- They are believed to have been designed by the renowned British Columbia architect, Samuel Maclure;
- Mr. Maclure’s conception of the physical form of the village and the design of the houses and their visual relationship to Sumas Mountain are a noted example of the City Beautiful Movement that became important in North America following the World Columbian Exposition held in Chicago in 1893;
- They represent one of the largest concentrations of brick buildings of the first decade of the twentieth century in the Lower Mainland and the Fraser Valley;
- As a group, they reflect a unity of design in the use of brickwork, shingles, woodwork, and windows; and
- The exterior use of brick in their foundations and first-storey walls was unique in British Columbia.
There are other buildings in the village that are of historical importance. The village’s wooden school house was built in 1908 on the west side of Wright Street. A Presbyterian church was constructed in 1912 opposite the school house with bricks donated by the Clayburn Company. These buildings were officially designated heritage structures by the former District of Matsqui in 1978. They are now owned by the Clayburn Village Community Society and are used for community activities and events.
In 1912, a two-storey general store was opened on the corner of Wright Street and Clayburn Road and soon became the village’s social focal point. In recent years, the store has been renovated and restocked, as much as possible to represent the commerce and lifestyle of the early decades of the twentieth century. It serves as a convenient meeting place for village residents and attracts visitors from all over the Province. The general store is also used as a convenient starting point for those who wish to tour the village and enjoy its atmosphere, stroll its streets, and view its buildings of architectural note.
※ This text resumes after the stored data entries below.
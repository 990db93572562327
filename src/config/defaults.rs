use crate::{
    config::{ApiConfig, ConfigRaw},
    logger::{LogFormat, LoggerConfig},
    managers::repository::RepositoryManagerConfigRaw,
};

/// Baseline configuration merged below any config file the caller supplies.
pub(crate) fn config() -> ConfigRaw {
    ConfigRaw {
        api: ApiConfig {
            api_name: "api".to_string(),
            paginate: true,
            page_size: 10,
        },
        repository: RepositoryManagerConfigRaw {
            user: "hydra".to_string(),
            password: None,
            database: "hydra".to_string(),
            host: "localhost".to_string(),
            port: 3306,
            max_connections: 10,
            min_connections: 1,
        },
        logger: LoggerConfig {
            level: "info".to_string(),
            format: LogFormat::Pretty,
        },
    }
}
Finally, the Clayburn Brick Plant site is important to both Clayburn Village and British Columbia. By 1909 the plant was the largest brick producer in the Province, and the claim was made that it was the largest in Canada. Such was the originality and quality of Clayburn bricks – in particular, distinctively coloured specialty bricks that architects ordered for some of the most distinguished buildings in British Columbia, including the World Building (1911), St. Paul’s Hospital (1912), the second Hotel Vancouver (1913, demolished in 1948), and the Marine Building (1929-30) all of Vancouver, and the Empress Hotel (1904-08) and Armouries (1914) of Victoria.
The plant lay unused after 1930 when production operations were merged with the brick plant in Kilgard. By 1940, most of the brick plant buildings had disappeared. In 1993, the District of Matsqui purchased this property with a view towards the eventual excavation of the old kilns and brick plant site, and establishing an interpretative centre on it.